Dataset entries
=== Section Start ===

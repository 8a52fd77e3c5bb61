//! Mining coordinator
//!
//! Owns the sealing agents, assembles one candidate block per cycle,
//! dispatches it, drains sealed results and reacts to chain events.
//!
//! Two background tasks run for the lifetime of the coordinator:
//!
//! - the **update loop** reacts to `ChainHead` (reassemble), `ChainSide`
//!   (remember as uncle candidate) and `TxPre` (apply to the pending state
//!   while not mining);
//! - the **drain loop** writes sealed blocks, tracks staleness and
//!   confirmations and always starts the next cycle.
//!
//! Shared state sits behind three locks, always taken in the same order:
//! control state, then the uncle pool, then the current work.

mod assembler;
mod events;
mod results;


use crate::config::{MinerConfig, MAX_EXTRA_DATA};
use crate::domain::{ChainConfig, MiningResult, Work};
use crate::error::{BlockProductionError, Result};
use crate::metrics::Metrics;
use crate::ports::{
    AccountManager, Agent, BlockProducerService, ChainStore, ConsensusRules, ExecutionEnvironment,
    SharedState, TransactionPool,
};
use async_trait::async_trait;
use primitive_types::U256;
use shared_bus::{BlockchainEvent, EventFilter, EventPublisher, EventTopic, InMemoryEventBus};
use shared_types::{Address, Block, Hash};
use std::collections::HashMap;
use std::sync::atomic::{AtomicBool, AtomicI64, Ordering};
use std::sync::Arc;
use tokio::sync::{mpsc, Mutex};
use tokio::task::JoinHandle;
use tracing::{info, warn};

/// External collaborators of the coordinator.
#[derive(Clone)]
pub struct MinerDependencies {
    /// Chain store
    pub chain: Arc<dyn ChainStore>,
    /// Pending transactions
    pub pool: Arc<dyn TransactionPool>,
    /// Node-owned accounts
    pub accounts: Arc<dyn AccountManager>,
    /// Difficulty, gas limit, rewards and header checks
    pub rules: Arc<dyn ConsensusRules>,
    /// Transaction execution
    pub executor: Arc<dyn ExecutionEnvironment>,
    /// Where chain and pool events arrive and miner events leave
    pub bus: Arc<InMemoryEventBus>,
}

/// Control state guarded by the first lock.
struct ControlState {
    agents: Vec<Arc<dyn Agent>>,
    coinbase: Address,
    gas_price: U256,
    extra: Vec<u8>,
}

struct Inner {
    config: MinerConfig,
    chain_config: Arc<ChainConfig>,
    deps: MinerDependencies,

    state: Mutex<ControlState>,
    uncles: Mutex<HashMap<Hash, Block>>,
    current: Mutex<Option<Arc<Work>>>,

    mining: AtomicBool,
    at_work: AtomicI64,
    result_tx: mpsc::Sender<Option<MiningResult>>,
    metrics: Metrics,
}

impl Inner {
    /// Publish without waiting for delivery.
    fn post(&self, events: Vec<BlockchainEvent>) {
        if events.is_empty() {
            return;
        }
        let bus = self.deps.bus.clone();
        tokio::spawn(async move {
            for event in events {
                bus.publish(event).await;
            }
        });
    }

    fn coinbase_of_canonical(&self, number: u64) -> Option<Address> {
        self.deps
            .chain
            .get_block_by_number(number)
            .map(|block| block.coinbase())
    }
}

fn same_agent(a: &Arc<dyn Agent>, b: &Arc<dyn Agent>) -> bool {
    std::ptr::eq(
        Arc::as_ptr(a) as *const (),
        Arc::as_ptr(b) as *const (),
    )
}

/// Block producer driving a set of sealing agents.
pub struct MiningCoordinator {
    inner: Arc<Inner>,
    tasks: parking_lot::Mutex<Vec<JoinHandle<()>>>,
}

impl MiningCoordinator {
    /// Start the background loops and assemble the first candidate.
    ///
    /// Must be called from within a Tokio runtime.
    pub async fn spawn(
        config: MinerConfig,
        chain_config: Arc<ChainConfig>,
        deps: MinerDependencies,
    ) -> Result<Self> {
        config.validate()?;

        info!("[miner] Initializing mining coordinator");
        info!("  Coinbase: {}", hex::encode(config.coinbase));
        info!("  Confirmation depth: {}", config.confirmation_depth);
        info!("  Full validation: {}", config.full_validation);

        let (result_tx, result_rx) = mpsc::channel(config.result_queue_size);
        let subscription = deps
            .bus
            .subscribe(EventFilter::topics(vec![EventTopic::Chain, EventTopic::TxPool]));

        let control = ControlState {
            agents: Vec::new(),
            coinbase: config.coinbase,
            gas_price: config.price_floor(config.min_gas_price),
            extra: config.extra_data.clone(),
        };
        let inner = Arc::new(Inner {
            config,
            chain_config,
            deps,
            state: Mutex::new(control),
            uncles: Mutex::new(HashMap::new()),
            current: Mutex::new(None),
            mining: AtomicBool::new(false),
            at_work: AtomicI64::new(0),
            result_tx,
            metrics: Metrics::new(),
        });

        let tasks = vec![
            tokio::spawn(events::update_loop(inner.clone(), subscription)),
            tokio::spawn(results::drain_loop(inner.clone(), result_rx)),
        ];

        if let Err(err) = inner.assemble_next().await {
            warn!("[miner] initial work not assembled: {}", err);
        }

        Ok(Self {
            inner,
            tasks: parking_lot::Mutex::new(tasks),
        })
    }

    /// Rebuild the current work now.
    pub async fn commit_new_work(&self) -> Result<()> {
        self.inner.assemble_next().await
    }

    /// Set the header extra data for future blocks.
    pub async fn set_extra(&self, extra: Vec<u8>) -> Result<()> {
        if extra.len() > MAX_EXTRA_DATA {
            return Err(BlockProductionError::InvalidConfig(format!(
                "extra data is {} bytes, max {}",
                extra.len(),
                MAX_EXTRA_DATA
            )));
        }
        self.inner.state.lock().await.extra = extra;
        Ok(())
    }

    /// Current reward beneficiary.
    pub async fn coinbase(&self) -> Address {
        self.inner.state.lock().await.coinbase
    }

    /// Effective gas price floor.
    pub async fn gas_price(&self) -> U256 {
        self.inner.state.lock().await.gas_price
    }

    /// Results dispatched but not yet drained.
    pub fn in_flight(&self) -> i64 {
        self.inner.at_work.load(Ordering::SeqCst)
    }

    /// Number of registered agents.
    pub async fn agent_count(&self) -> usize {
        self.inner.state.lock().await.agents.len()
    }

    /// Number of uncle candidates held.
    pub async fn uncle_candidates(&self) -> usize {
        self.inner.uncles.lock().await.len()
    }

    /// The current work, if any was assembled.
    pub async fn current_work(&self) -> Option<Arc<Work>> {
        self.inner.current.lock().await.clone()
    }

    /// Recently sealed block numbers, oldest first.
    pub async fn local_mined_blocks(&self) -> Vec<u64> {
        match self.inner.current.lock().await.as_ref() {
            Some(work) => work.local_mined().lock().numbers(),
            None => Vec::new(),
        }
    }

    /// Whether this node sealed canonical block `number` and it still pays
    /// the current coinbase.
    pub async fn is_locally_mined(&self, number: u64) -> bool {
        let coinbase = self.coinbase().await;
        let recorded = match self.inner.current.lock().await.as_ref() {
            Some(work) => work.local_mined().lock().contains(number),
            None => false,
        };
        recorded && self.inner.coinbase_of_canonical(number) == Some(coinbase)
    }

    /// Production counters.
    pub fn metrics(&self) -> &Metrics {
        &self.inner.metrics
    }

    /// Stop mining and end both background loops.
    pub async fn shutdown(&self) {
        self.stop().await;
        for task in self.tasks.lock().drain(..) {
            task.abort();
        }
        info!("[miner] Mining coordinator shut down");
    }
}

#[async_trait]
impl BlockProducerService for MiningCoordinator {
    async fn start(&self) {
        {
            let state = self.inner.state.lock().await;
            self.inner.mining.store(true, Ordering::SeqCst);
            for agent in &state.agents {
                agent.start();
            }
        }
        info!("[miner] Starting mining operation");
        if let Err(err) = self.inner.assemble_next().await {
            warn!("[miner] failed to assemble work on start: {}", err);
        }
    }

    async fn stop(&self) {
        let mut state = self.inner.state.lock().await;
        if self.inner.mining.load(Ordering::SeqCst) {
            for agent in &state.agents {
                agent.stop();
            }
            state.agents.retain(|agent| !agent.is_ephemeral());
            info!("[miner] Mining stopped");
        }
        self.inner.mining.store(false, Ordering::SeqCst);
        self.inner.at_work.store(0, Ordering::SeqCst);
    }

    async fn register(&self, agent: Arc<dyn Agent>) {
        let mut state = self.inner.state.lock().await;
        agent.set_return_channel(self.inner.result_tx.clone());
        if self.inner.mining.load(Ordering::SeqCst) {
            agent.start();
        }
        state.agents.push(agent);
    }

    async fn unregister(&self, agent: &Arc<dyn Agent>) {
        let mut state = self.inner.state.lock().await;
        state.agents.retain(|known| !same_agent(known, agent));
        agent.stop();
    }

    async fn set_coinbase(&self, coinbase: Address) {
        self.inner.state.lock().await.coinbase = coinbase;
    }

    async fn set_minimum_gas_price(&self, price: U256) {
        let floor = self.inner.config.price_floor(price);
        self.inner.state.lock().await.gas_price = floor;
        info!("[miner] Minimum gas price set to {} (floor {})", price, floor);
        self.inner
            .post(vec![BlockchainEvent::GasPriceChanged { price: floor }]);
    }

    async fn pending(&self) -> Option<(Block, SharedState)> {
        let current = self.inner.current.lock().await;
        let work = current.as_ref()?;
        let state: SharedState = Arc::new(parking_lot::Mutex::new(work.state().lock().copy()));

        if self.inner.mining.load(Ordering::SeqCst) {
            if let Some(block) = work.block() {
                return Some((block.clone(), state));
            }
        }
        let block = Block::new(
            work.header().clone(),
            work.transactions().to_vec(),
            Vec::new(),
            work.receipts(),
        );
        Some((block, state))
    }

    fn is_mining(&self) -> bool {
        self.inner.mining.load(Ordering::SeqCst)
    }

    async fn hash_rate(&self) -> u64 {
        self.inner
            .state
            .lock()
            .await
            .agents
            .iter()
            .map(|agent| agent.hash_rate())
            .sum()
    }
}

impl Drop for MiningCoordinator {
    fn drop(&mut self) {
        for task in self.tasks.lock().drain(..) {
            task.abort();
        }
    }
}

=== Section End ===

**What this task involves**
Search the lines above for the string "Option", then show every one that has it.

**Problem solution**
    current: Mutex<Option<Arc<Work>>>,
    result_tx: mpsc::Sender<Option<MiningResult>>,
    fn coinbase_of_canonical(&self, number: u64) -> Option<Address> {
    pub async fn current_work(&self) -> Option<Arc<Work>> {
    async fn pending(&self) -> Option<(Block, SharedState)> {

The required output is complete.